NPCとこうして会話しているのも慣れてきたベルはさっさと話を進める。


『あぁそれ? “爆弾”』


「はぁ!? 【絶対回避】ッ!」


と、まさかの爆弾を渡され、ベルはそれを放り投げて【絶対回避】を発動させる。


『ぷっ……くくっ! う、嘘ピョーン! アッハッハッハ! 見事に騙されたのぉ! ひぃー! 腹が、息が出来ん! ハッハッハ!』


黒ローブの老人はベルの反応を見て笑い転げる。


「言い残すことはそれだけか?」


『あ……』


黒ローブの老人の額に銃口を当てて言ったベルは既にスキル【貫通弾】を発動していた。


「私は優しいからね、選ばせてあげよう」


『ほ、ほぉ、それは助かるのぉ……じゃあ先に進むための装備やるから……助けてくんない?』


黒ローブの老人がそう提案する。


「え? 何言ってんの? あぁ説明してなかったね……このまま【貫通弾】を喰らうか、【地雷】を自ら踏みに行くか、【サウザンドショット】で蜂の巣になるか、選んでね♪」


『こっわ! 何この子こっわ! その辺のモンスターより怖いわ! こんなのと相手してられるかってんだ!』


黒ローブの老人はそう言うと、ベルと反対側の道へ走って逃げ出した。


「えい」


『ぐふっ!?』


しかし、銃の広い射程距離からは逃げられなかった。


「HPもうほぼ0じゃん、ほんとに中ボス?」


『だってワシ、最初の幻聴しかやらないもん、シナリオ的に』


「シナリオ通りだったの!?」


『そうじゃよ、だから最初に言ったじゃん』


とまぁここまでちゃんとシナリオ通りだったようで、黒ローブの老人は役目を終えて光の粒になろうとしていた。

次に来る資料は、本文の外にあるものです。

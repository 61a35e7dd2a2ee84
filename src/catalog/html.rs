use std::fmt::Write as _;

use super::{CategoryListing, ListingEntry, UnavailableEntry};
use crate::markup::{natural_size, title_case, xml_escape};

pub const DEFAULT_TEMPLATE: &str = include_str!("../../static/index.html");

fn hashtags(tags: &[String]) -> String {
    if tags.is_empty() {
        String::new()
    } else {
        format!("#{}", xml_escape(&tags.join(" #")))
    }
}

pub fn render_listing(listing: &[CategoryListing]) -> String {
    let mut out = String::new();
    for category in listing {
        let name = xml_escape(&category.category);
        let slug = xml_escape(&category.slug);
        let _ = write!(
            out,
            "<div class=\"category-container is-open\"><h2 id=\"cat-{slug}\" class=\"category is-open\">{name}\n\
             <a class=\"opds\" title=\"OPDS for {title}\" href=\"{slug}.xml\">OPDS</a></h2>\n\
             <ol class=\"books\">",
            title = xml_escape(&title_case(&category.category)),
        );
        for entry in &category.entries {
            render_entry(&mut out, category, entry);
        }
        for entry in &category.unavailable {
            render_unavailable(&mut out, category, entry);
        }
        let _ = writeln!(
            out,
            "</ol>\n<div class=\"close-cat-container\"><div class=\"close-cat-shortcut\" data-click-target=\"cat-{slug}\"></div></div>\n</div>"
        );
    }
    out
}

fn render_entry(out: &mut String, category: &CategoryListing, entry: &ListingEntry) {
    let tags = hashtags(&entry.tags);
    let _ = write!(
        out,
        "\n<li id=\"{id}\" data-cat-id=\"cat-{cat_slug}\" data-cat-name=\"{cat_name}\" data-tags=\"{tags}\">\n\
         <span class=\"title\">{title}</span>\n",
        id = xml_escape(&entry.slug),
        cat_slug = xml_escape(&category.slug),
        cat_name = xml_escape(&category.category),
        title = xml_escape(entry.display_title()),
    );
    let links: Vec<String> = entry
        .files
        .iter()
        .map(|file| {
            let size = file.size.map(natural_size).unwrap_or_default();
            format!(
                "<div class=\"book\"><a href=\"{href}\">.{ext}<span class=\"file-size\">{size}</span></a></div>",
                href = xml_escape(&file.name),
                ext = xml_escape(&file.ext),
            )
        })
        .collect();
    out.push_str(&links.join(" "));
    let _ = write!(
        out,
        "\n<div class=\"pub-date\" data-pub-date=\"{millis}\">\nPublished at {date}\n",
        millis = entry.published.timestamp_millis(),
        date = entry.published.format("%Y-%m-%d %-I:%M%p %z"),
    );
    if !tags.is_empty() {
        let _ = writeln!(out, "<span class=\"tags\">{tags}</span>");
    }
    let _ = write!(
        out,
        "</div>\n<div class=\"contents hide\">{}</div>\n</li>",
        entry.description
    );
}

fn render_unavailable(out: &mut String, category: &CategoryListing, entry: &UnavailableEntry) {
    let tags = hashtags(&entry.tags);
    let _ = write!(
        out,
        "\n<li id=\"{id}\" data-cat-id=\"cat-{cat_slug}\" data-cat-name=\"{cat_name}\" class=\"not-available\" data-tags=\"{tags}\">\n\
         <span class=\"title\">{name}</span>\n\
         <div class=\"pub-date\">Not available\n<span class=\"tags\">{tags}</span>\n</div></li>",
        id = xml_escape(&entry.slug),
        cat_slug = xml_escape(&category.slug),
        cat_name = xml_escape(&category.category),
        name = xml_escape(&entry.name),
    );
}

/// Values substituted into the page template.
#[derive(Debug, Clone, Default)]
pub struct PageContext {
    pub listing: String,
    pub css: String,
    pub js: String,
    pub refreshed_ts: i64,
    pub refreshed_dt: String,
    pub publish_site: String,
    pub elapsed: String,
    pub catalog: String,
    pub source_link: String,
}

impl PageContext {
    fn value(&self, key: &str) -> Option<String> {
        let value = match key {
            "listing" => self.listing.clone(),
            "css" => self.css.clone(),
            "js" => self.js.clone(),
            "refreshed_ts" => self.refreshed_ts.to_string(),
            "refreshed_dt" => self.refreshed_dt.clone(),
            "publish_site" => self.publish_site.clone(),
            "elapsed" => self.elapsed.clone(),
            "catalog" => self.catalog.clone(),
            "source_link" => self.source_link.clone(),
            _ => return None,
        };
        Some(value)
    }
}

/// Link to the source revision the site was built from.
pub fn source_link(source_url: &str, commit_hash: &str) -> String {
    let short: String = commit_hash.chars().take(7).collect();
    format!(
        "<a class=\"git\" href=\"{}\">{}.</a>",
        xml_escape(source_url),
        xml_escape(&short)
    )
}

/// Fills `{name}` placeholders; `{{` and `}}` stand for literal braces.
pub fn render_page(template: &str, context: &PageContext) -> anyhow::Result<String> {
    let mut out = String::with_capacity(template.len() + context.listing.len());
    let mut rest = template;
    while let Some(pos) = rest.find(['{', '}']) {
        out.push_str(&rest[..pos]);
        let tail = &rest[pos..];
        if tail.starts_with("{{") {
            out.push('{');
            rest = &tail[2..];
        } else if tail.starts_with("}}") {
            out.push('}');
            rest = &tail[2..];
        } else if tail.starts_with('}') {
            out.push('}');
            rest = &tail[1..];
        } else {
            let end = tail
                .find('}')
                .ok_or_else(|| anyhow::anyhow!("unclosed template placeholder"))?;
            let key = &tail[1..end];
            let value = context
                .value(key)
                .ok_or_else(|| anyhow::anyhow!("unknown template placeholder: {{{key}}}"))?;
            out.push_str(&value);
            rest = &tail[end + 1..];
        }
    }
    out.push_str(rest);
    Ok(out)
}

#[cfg(test)]
mod tests {
    use chrono::{TimeZone as _, Utc};

    use super::*;
    use crate::catalog::ListedFile;

    fn listing() -> Vec<CategoryListing> {
        vec![CategoryListing {
            category: "Arts & Culture".to_owned(),
            slug: "arts-culture".to_owned(),
            entries: vec![ListingEntry {
                slug: "poetry".to_owned(),
                name: "Poetry".to_owned(),
                title: String::new(),
                tags: vec!["poems".to_owned(), "monthly".to_owned()],
                published: Utc.with_ymd_and_hms(2024, 5, 1, 14, 5, 0).unwrap(),
                description: "<ul><li>x</li></ul>".to_owned(),
                files: vec![ListedFile {
                    name: "poetry-2024-05-01.epub".to_owned(),
                    ext: "epub".to_owned(),
                    size: Some(1_234_567),
                }],
            }],
            unavailable: vec![UnavailableEntry {
                slug: "lrb".to_owned(),
                name: "London Review".to_owned(),
                tags: Vec::new(),
            }],
        }]
    }

    #[test]
    fn listing_renders_entries_and_unavailable() {
        let html = render_listing(&listing());
        assert!(html.contains("<h2 id=\"cat-arts-culture\" class=\"category is-open\">Arts &amp; Culture"));
        assert!(html.contains("href=\"arts-culture.xml\">OPDS</a>"));
        assert!(html.contains("<span class=\"title\">Poetry</span>"));
        assert!(html.contains(
            "<a href=\"poetry-2024-05-01.epub\">.epub<span class=\"file-size\">1.2MB</span></a>"
        ));
        assert!(html.contains("data-tags=\"#poems #monthly\""));
        assert!(html.contains("Published at 2024-05-01 2:05PM +0000"));
        assert!(html.contains("<div class=\"contents hide\"><ul><li>x</li></ul></div>"));
        assert!(html.contains("class=\"not-available\""));
        assert!(html.contains("<span class=\"title\">London Review</span>"));
        assert!(html.contains("Not available"));
    }

    #[test]
    fn render_page_fills_placeholders_and_keeps_braces() -> anyhow::Result<()> {
        let context = PageContext {
            listing: "<ol></ol>".to_owned(),
            elapsed: "5 seconds".to_owned(),
            ..PageContext::default()
        };
        let page = render_page("<style>a {{ color: red; }}</style>{listing} took {elapsed}", &context)?;
        assert_eq!(page, "<style>a { color: red; }</style><ol></ol> took 5 seconds");

        assert!(render_page("{nope}", &context).is_err());
        assert!(render_page("{listing", &context).is_err());
        Ok(())
    }

    #[test]
    fn default_template_uses_only_known_placeholders() -> anyhow::Result<()> {
        let page = render_page(DEFAULT_TEMPLATE, &PageContext::default())?;
        assert!(page.contains("<html"));
        Ok(())
    }

    #[test]
    fn source_link_shortens_commit() {
        assert_eq!(
            source_link("https://github.com/o/r", "0123456789abcdef"),
            "<a class=\"git\" href=\"https://github.com/o/r\">0123456.</a>"
        );
    }
}
use crate::cache::{CachePolicy, CacheSource, download_recipe};
use crate::clock::{Clock, precise_delta};
use crate::cover::CoverRenderer;
use crate::error::{RecipeError, RunError};
use crate::formats::{Generated, GeneratedRecipe, IndexRecord, PublishedIndex, RecipeOutput};
use crate::job_log::JobLog;
use crate::metadata::{self, ArtifactMetadata, MetadataReader, MetadataUpdate};
use crate::naming::{OutputTable, canonical_name, fresh_name};
use crate::recipe::{RecipeBook, RecipeSpec};
use crate::runner::{Converter, ProcessExit, SeriesInfo};

const MAX_RECIPE_TIMEOUT_SECS: u64 = 20 * 60;

#[derive(Debug, Clone, Copy, PartialEq, Eq)]
pub enum RecipeStatus {
    Completed,
    FromLocal,
    FromCache,
    Skipped,
    NoOutput,
    ConvertTimeout,
    ConvertFailed,
    CacheTimeout,
}

impl RecipeStatus {
    pub fn label(self) -> &'static str {
        match self {
            Self::Completed => ":white_check_mark: Completed",
            Self::FromLocal => ":file_folder: From local",
            Self::FromCache => ":outbox_tray: From cache",
            Self::Skipped => ":arrow_right_hook: Skipped",
            Self::NoOutput => ":x: No output",
            Self::ConvertTimeout => ":x: Convert Timeout",
            Self::ConvertFailed => ":x: Convert Failed",
            Self::CacheTimeout => ":x: Cache Timeout",
        }
    }
}

#[derive(Debug, Clone, PartialEq)]
pub struct SummaryRow {
    pub slug: String,
    pub name: String,
    pub status: RecipeStatus,
    pub elapsed: Duration,
}

/// Per-recipe outcome table, rendered as Markdown for the job summary.
#[derive(Debug, Clone, Default, PartialEq)]
pub struct RunSummary {
    pub rows: Vec<SummaryRow>,
}
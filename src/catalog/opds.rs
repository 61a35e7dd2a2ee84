//! Minimal OPDS acquisition feeds (Atom).

use chrono::{DateTime, Utc};

use super::{CategoryListing, Feed, ListingEntry};
use crate::markup::{title_case, xml_escape};

pub const CATALOG_FILENAME: &str = "catalog.xml";
const FEED_ID: &str = "presspack";
const FEED_TITLE: &str = "Press Pack";

pub fn mime_type(ext: &str) -> &'static str {
    match ext {
        "epub" => "application/epub+zip",
        "mobi" | "azw" => "application/x-mobipocket-ebook",
        "azw3" => "application/x-mobi8-ebook",
        "pdf" => "application/pdf",
        _ => "application/octet-stream",
    }
}

/// One feed per category plus the aggregate `catalog.xml`, in that order.
pub fn render_feeds(listing: &[CategoryListing], publish_site: &str, now: DateTime<Utc>) -> Vec<Feed> {
    let mut all_entries = String::new();
    let mut feeds = Vec::with_capacity(listing.len() + 1);
    for category in listing {
        let mut entries = String::new();
        for entry in &category.entries {
            render_entry(&mut entries, &category.category, entry);
        }
        all_entries.push_str(&entries);
        let title = format!("{FEED_TITLE} - {}", title_case(&category.category));
        feeds.push(Feed {
            file_name: format!("{}.xml", category.slug),
            xml: render_feed(&title, publish_site, now, &entries),
        });
    }
    feeds.push(Feed {
        file_name: CATALOG_FILENAME.to_owned(),
        xml: render_feed(FEED_TITLE, publish_site, now, &all_entries),
    });
    feeds
}

fn render_feed(title: &str, publish_site: &str, now: DateTime<Utc>, entries: &str) -> String {
    let site = xml_escape(publish_site);
    let mut out = String::new();
    out.push_str("<?xml version=\"1.0\" encoding=\"utf-8\"?>\n");
    out.push_str(
        "<feed xmlns=\"http://www.w3.org/2005/Atom\" xmlns:dc=\"http://purl.org/dc/terms/\" xmlns:opds=\"http://opds-spec.org/2010/catalog\">\n",
    );
    out.push_str(&format!("<id>{FEED_ID}</id>\n"));
    out.push_str(&format!("<title>{}</title>\n", xml_escape(title)));
    out.push_str(&format!("<updated>{}</updated>\n", now.format("%Y-%m-%dT%H:%M:%SZ")));
    out.push_str(&format!("<author>\n<name>{site}</name>\n<uri>{site}</uri>\n</author>\n"));
    out.push_str(entries);
    out.push_str("</feed>\n");
    out
}

fn render_entry(out: &mut String, category: &str, entry: &ListingEntry) {
    let title = entry.display_title();
    let label = xml_escape(&title_case(category));
    let content = if entry.description.is_empty() {
        &entry.name
    } else {
        &entry.description
    };

    out.push_str("<entry>\n");
    out.push_str(&format!("<id>{}</id>\n", xml_escape(&entry.slug)));
    out.push_str(&format!("<title>{}</title>\n", xml_escape(title)));
    out.push_str(&format!(
        "<summary>{}</summary>\n",
        xml_escape(&format!(
            "{title} published at {}.",
            entry.published.format("%Y-%m-%d %H:%M%p")
        ))
    ));
    out.push_str(&format!(
        "<content type=\"text/html\">{}</content>\n",
        xml_escape(content)
    ));
    out.push_str(&format!(
        "<updated>{}</updated>\n",
        entry.published.format("%Y-%m-%dT%H:%M:%SZ")
    ));
    out.push_str(&format!("<category label=\"{label}\"/>\n"));
    out.push_str(&format!("<author>\n<name>{label}</name>\n</author>\n"));
    for file in &entry.files {
        out.push_str(&format!(
            "<link rel=\"http://opds-spec.org/acquisition\" type=\"{}\" href=\"{}\"/>\n",
            mime_type(&file.ext),
            xml_escape(&file.name)
        ));
    }
    out.push_str("</entry>\n");
}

『あぁあとワシが消えたら《焼結島》の中心行けるから』


「え、え? なんか簡単じゃなかった?」


『いやいや、あの幻聴の謎を解くことが出来たのはお前さんじゃからじゃよ、これもシナリオ通りじゃ』


やはりこれもシナリオ通り。何もかもがシナリオ通りだったと言うことだ。


「運営凄いなぁ……」


『んー、ちと勘違いしとるな』


「へ?」


黒ローブの老人は最後にこう言って消えていった。


『ここまで全て、“あのお方のシナリオ通り”じゃ』


あのお方とは、やはりあの魔術師だろう。

つまり運営が用意したシナリオは既に無く。あの魔術師が考えたシナリオだったわけだ。


「……なんか変な中ボスだったけど……嫌いでは無いかな」


ベルはそう言って、解放された《焼結島》へ早速進み出した。